Um den Druck auf Pakistan zu erhöhen, hatte der US-Senat Anfang des Jahres weitere US-Militärhilfe davon abhängig gemacht, daß Islamabad bei der Bekämpfung von Al Qaida und Taliban echte Fortschritte macht. Die pakistanische Nationalversammlung reagierte prompt mit einer Resolution, die mit dem Ende der Kooperation drohte, falls die USA eine unfreundliche Haltung einnähmen. Nachdem US-Vizepräsident Dick Cheney im Februar bei einem Besuch in Islamabad erneut gewarnt hatte, die Wirtschafts- und Militärhilfe einzustellen, falls Musharrafs Regierung nicht resoluter gegen die militanten Islamisten vorginge, konterten die Gescholtenen, »Pakistan läßt sich von niemandem angekündigt diktieren«. Washington aber machte weiter Druck. Im April erschien mit viel Mediengetöse ein vermutlich von der CIA gesponsertes Buch mit der Kernbotschaft: »Um den Terrorismus zu besiegen, muß Pakistan aufgeteilt werden.« In einer regelrechten Kampagne wurde der Inhalt des Buches tagtäglich in den für Pakistan bestimmten CNN-Sendungen diskutiert.
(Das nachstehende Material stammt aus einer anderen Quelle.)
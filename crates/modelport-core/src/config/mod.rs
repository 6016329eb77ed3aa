//! Application configuration schemas.
//!
//! All configuration structs are deserialized from TOML files via the
//! `config` crate. Each sub-module represents a logical configuration
//! section; every section falls back to its defaults when absent.

pub mod batch;
pub mod host;
pub mod logging;

use std::path::Path;

use serde::{Deserialize, Serialize};
use tracing::debug;
use validator::Validate;

use self::batch::BatchConfig;
use self::host::HostConfig;
use self::logging::LoggingConfig;

use crate::error::AppError;
use crate::result::AppResult;

/// Environment variable prefix for overrides (`MODELPORT__BATCH__TARGET_FORMAT=obj`).
pub const ENV_PREFIX: &str = "MODELPORT";

/// Location of the optional project-level defaults file, without extension.
pub const DEFAULT_CONFIG_STEM: &str = "config/default";

/// Root application configuration.
#[derive(Debug, Clone, Default, Serialize, Deserialize, Validate)]
#[serde(default)]
pub struct AppConfig {
    /// External modeling host settings.
    #[validate(nested)]
    pub host: HostConfig,
    /// Batch selection and failure handling.
    #[validate(nested)]
    pub batch: BatchConfig,
    /// Logging settings.
    pub logging: LoggingConfig,
}

impl AppConfig {
    /// Load configuration.
    ///
    /// Merges, in increasing precedence: `config/default.toml` (optional),
    /// the file given by `path` (required when provided), and environment
    /// variables prefixed with `MODELPORT__`. The merged result is validated.
    pub fn load(path: Option<&Path>) -> AppResult<Self> {
        let mut builder = config::Config::builder()
            .add_source(config::File::with_name(DEFAULT_CONFIG_STEM).required(false));

        if let Some(path) = path {
            debug!(path = %path.display(), "Adding configuration file");
            builder = builder.add_source(config::File::from(path).required(true));
        }

        let config = builder
            .add_source(
                config::Environment::with_prefix(ENV_PREFIX)
                    .separator("__")
                    .try_parsing(true),
            )
            .build()
            .map_err(|e| AppError::configuration(format!("Failed to build config: {e}")))?;

        let config: Self = config
            .try_deserialize()
            .map_err(|e| AppError::configuration(format!("Failed to deserialize config: {e}")))?;

        config.validate()?;
        Ok(config)
    }
}

#[cfg(test)]
mod tests {
    use super::*;

    #[test]
    fn test_default_config_is_valid() {
        let config = AppConfig::default();
        assert!(config.validate().is_ok());
        assert_eq!(config.batch.source_extension, ".skp");
        assert_eq!(config.batch.target_format, "glb");
    }

    #[test]
    fn test_load_from_file_overrides_defaults() {
        let temp = tempfile::tempdir().expect("tempdir");
        let path = temp.path().join("modelport.toml");
        std::fs::write(
            &path,
            "[batch]\ntarget_format = \"obj\"\nfailure_policy = \"continue\"\n",
        )
        .expect("write");

        let config = AppConfig::load(Some(&path)).expect("load");
        assert_eq!(config.batch.target_format, "obj");
        assert_eq!(config.batch.failure_policy, batch::FailurePolicy::Continue);
        assert_eq!(config.batch.source_extension, ".skp");
    }

    #[test]
    fn test_load_missing_explicit_file_fails() {
        let result = AppConfig::load(Some(Path::new("/nonexistent/modelport.toml")));
        assert!(result.is_err());
    }

    #[test]
    fn test_load_rejects_invalid_extension() {
        let temp = tempfile::tempdir().expect("tempdir");
        let path = temp.path().join("bad.toml");
        std::fs::write(&path, "[batch]\nsource_extension = \"skp\"\n").expect("write");

        let err = AppConfig::load(Some(&path)).expect_err("should fail validation");
        assert_eq!(err.kind, crate::error::ErrorKind::Configuration);
    }

    #[test]
    fn test_toml_roundtrip() {
        let config = AppConfig::default();
        let text = toml::to_string(&config).expect("serialize");
        let parsed: AppConfig = toml::from_str(&text).expect("parse");
        assert_eq!(parsed.host.args, config.host.args);
        assert_eq!(parsed.batch.sort_entries, config.batch.sort_entries);
    }
}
Vor diesem Hintergrund ist nicht auszuschließen, daß unter dem Druck von außen das delikat ausbalancierte Verhältnis zwischen der Regierung in Islamabad einerseits und den islamischen Fundamentalisten und den Taliban andererseits aus dem Gleichgewicht gekommen ist und zur Schlacht in der Roten Moschee geführt hat. Beide Seiten hatten sich offensichtlich in eine Konfrontationsposition manövriert, aus der sie, ohne zu kämpfen, nur noch mit vernichtendem Gesichtsverlust hätten herausfinden können. Aber weder für Musharraf und die USA noch für die ganze Region verheißt das vorläufige Resultat etwas Gutes: Die Islamisten haben mit dem Blutbad neue Märtyrer und blasen zum Kampf gegen die Regierung. Musharraf hat einen wichtigen Pfeiler seiner Macht verloren und war noch nie so schwach. Zugleich droht dem Atomwaffenland Pakistan eine längere Periode politischer Instabilität, möglicherweise mit bürgerkriegsartigen Zuständen in den Grenzprovinzen. Dadurch dürften die USA geneigt sein, gezielte Militäroperationen auf pakistanisches Territorium auszudehnen, was den Taliban nur noch mehr Zulauf aus den Koranschulen bescheren würde, die alljährlich Zehntausende potentielle Dschihadisten hervorbringen.

Pakistans Nachbar ist besorgt. Die US-Pläne für Pakistan könnten »ganz Asien gefährden« titelte Ende April die indische Tageszeitung Central Chronical. Ein »instabiles Pakistan« sei »noch nie in Indiens Interesse« gewesen, zumal Islamisten aus Pakistan auch hinter den Terroranschlägen in Kaschmir stecken.